Military units began to put these words into practice, as troops were mobilized to seal off the area around the presidential palace to prevent demonstrators from reaching it. Tanks, armored vehicles and barbed wire were deployed.

The Los Angeles Times quoted an Egyptian political analyst, Ammar Ali Hassan, to the effect that the US government was playing a key role in the political crisis behind the scenes. “There are agreements between the armed forces, the US and the Brotherhood,” he told the Times. “They’ve agreed to stability because the US absolutely needs stability in Egypt.”

Washington Post columnist David Ignatius, who is well connected to the US military-intelligence apparatus, was even more emphatic about the Obama administration’s role in backing Mursi, in a scathing column published Saturday under the headline, “Our Man in Cairo.”

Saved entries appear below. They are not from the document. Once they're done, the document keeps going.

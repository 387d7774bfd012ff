//! Solutions, client logos, overview stats and per-user project tallies.

use serde::{Deserialize, Serialize};
use serde_json::Value;

use crate::error::FieldError;
use crate::model::common::is_uid;

pub const SOLUTIONS: &str = "ourSolutions";
pub const CLIENTS: &str = "ourClients";
pub const OVERVIEW: &str = "overview";
pub const PROJECTS: &str = "totalProjects";

#[derive(Debug, Clone, Deserialize)]
pub struct SolutionGroupRequest {
    pub category: Option<String>,
    pub solutions: Option<Vec<Value>>,
}

impl SolutionGroupRequest {
    pub fn into_parts(self) -> Result<(String, Vec<Value>), FieldError> {
        match (self.category.filter(|c| !c.trim().is_empty()), self.solutions) {
            (Some(category), Some(solutions)) => Ok((category, solutions)),
            _ => Err(FieldError::new(
                "category",
                "Category and solutions are required",
            )),
        }
    }
}

#[derive(Debug, Clone, Deserialize)]
pub struct SolutionItemUpdate {
    pub title: Option<String>,
    pub subtitle: Option<String>,
    pub icon: Option<String>,
}

impl SolutionItemUpdate {
    /// Overwrite the item whose numeric `id` matches. Returns false when absent.
    pub fn apply(&self, solutions: &mut [Value], item_id: i64) -> bool {
        let Some(item) = solutions
            .iter_mut()
            .filter_map(Value::as_object_mut)
            .find(|item| item.get("id").and_then(Value::as_i64) == Some(item_id))
        else {
            return false;
        };
        for (key, value) in [
            ("title", &self.title),
            ("subtitle", &self.subtitle),
            ("icon", &self.icon),
        ] {
            item.insert(
                key.to_string(),
                value.clone().map_or(Value::Null, Value::String),
            );
        }
        true
    }
}

/// Metadata recorded for an uploaded client logo.
#[derive(Debug, Clone, Serialize, Deserialize)]
#[serde(rename_all = "camelCase")]
pub struct ClientLogo {
    pub original_name: String,
    pub filename: String,
    pub logo_url: String,
    pub mimetype: String,
    pub size: u64,
    pub created_at: String,
}

#[derive(Debug, Clone, Deserialize)]
pub struct OverviewUpdate {
    pub stats: Option<Vec<OverviewStat>>,
}

#[derive(Debug, Clone, Serialize, Deserialize)]
pub struct OverviewStat {
    #[serde(default)]
    pub label: Value,
    #[serde(default)]
    pub value: Value,
}

#[derive(Debug, Clone, Serialize)]
pub struct OverviewEntry {
    pub id: usize,
    pub label: Value,
    pub value: Value,
}

#[derive(Debug, Clone, Deserialize)]
pub struct ProjectRequest {
    #[serde(rename = "firebaseID")]
    pub firebase_id: Option<String>,
    #[serde(rename = "postId")]
    pub post_id: Option<String>,
}

#[derive(Debug, Clone, Serialize)]
pub struct ProjectRecord {
    #[serde(rename = "firebaseID")]
    pub firebase_id: String,
    #[serde(rename = "postId")]
    pub post_id: String,
    #[serde(rename = "createdAt")]
    pub created_at: String,
}

impl ProjectRequest {
    pub fn validate(&self) -> Result<(String, String), Vec<FieldError>> {
        let mut errors = Vec::new();
        let firebase_id = check_uid(&mut errors, "firebaseID", "Firebase ID", &self.firebase_id);
        let post_id = check_uid(&mut errors, "postId", "Post ID", &self.post_id);
        match (firebase_id, post_id) {
            (Some(f), Some(p)) if errors.is_empty() => Ok((f, p)),
            _ => Err(errors),
        }
    }
}

fn check_uid(
    errors: &mut Vec<FieldError>,
    field: &str,
    label: &str,
    value: &Option<String>,
) -> Option<String> {
    match value.as_deref().map(str::trim) {
        None | Some("") => {
            errors.push(FieldError::new(field, &format!("{} is required", label)));
            None
        }
        Some(v) if !is_uid(v) => {
            errors.push(FieldError::new(field, &format!("Invalid {} format", label)));
            None
        }
        Some(v) => Some(v.to_string()),
    }
}

#[cfg(test)]
mod tests {
    use super::*;
    use serde_json::json;

    #[test]
    fn test_solution_item_update() {
        let mut solutions = vec![
            json!({"id": 1, "title": "Old", "subtitle": "s", "icon": "i"}),
            json!({"id": 2, "title": "Keep"}),
        ];
        let update = SolutionItemUpdate {
            title: Some("New".to_string()),
            subtitle: Some("Sub".to_string()),
            icon: Some("star".to_string()),
        };
        assert!(update.apply(&mut solutions, 1));
        assert_eq!(solutions[0]["title"], json!("New"));
        assert_eq!(solutions[1]["title"], json!("Keep"));
        assert!(!update.apply(&mut solutions, 7));
    }

    #[test]
    fn test_project_request_validation() {
        let ok = ProjectRequest {
            firebase_id: Some("uid_1".to_string()),
            post_id: Some("post-9".to_string()),
        };
        assert_eq!(
            ok.validate().unwrap(),
            ("uid_1".to_string(), "post-9".to_string())
        );

        let bad = ProjectRequest {
            firebase_id: None,
            post_id: Some("bad id".to_string()),
        };
        let errors = bad.validate().unwrap_err();
        assert_eq!(errors[0].message, "Firebase ID is required");
        assert_eq!(errors[1].message, "Invalid Post ID format");
    }

    #[test]
    fn test_solution_group_requires_both_fields() {
        let request: SolutionGroupRequest =
            serde_json::from_value(json!({"category": "web"})).unwrap();
        assert!(request.into_parts().is_err());
    }
}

He wrote: “[L]et’s be honest: The Obama administration has been Morsi’s main enabler. US officials have worked closely with him on economic development and regional diplomacy. Visiting Washington last week, Morsi’s top aides were touting their boss’s close contacts with President Obama and describing phone calls between the two leaders that led to the Gaza cease-fire.”

Ignatius noted that since the political crisis exploded after Mursi’s November 22 decree, “the Obama administration has been oddly restrained.” He concluded that “it’s crazy for Washington to appear to take sides against those who want a liberal, tolerant Egypt and for those who favor sharia. Somehow, that’s where the administration has ended up.”

What Ignatius could not acknowledge, although it is the key to US policy in the Middle East, is that the Obama administration has formed an alliance with the Islamic fundamentalists it once shunned—or demonized as instruments of Al Qaeda—to overthrow regimes like those of Gaddafi in Libya and Assad in Syria that it regards as obstacles to US foreign policy.

Moreover, the Muslim Brotherhood represents a major faction in the Egyptian bourgeoisie, if not the dominant one, a fact emphasized by its deputy guide, Khairat el-Shater, a longtime patron of Mursi—and one of the country’s richest men.

In a press conference Saturday held by the Coalition of Islamic Forces, El-Shater expressed concern that the ongoing political unrest was undermining capital flows into Egypt. “In the past four months I have met with thousands of investors who are genuine about wanting to invest in Egypt,” he said. “However, I can not advise them to put their money in at a time of instability.”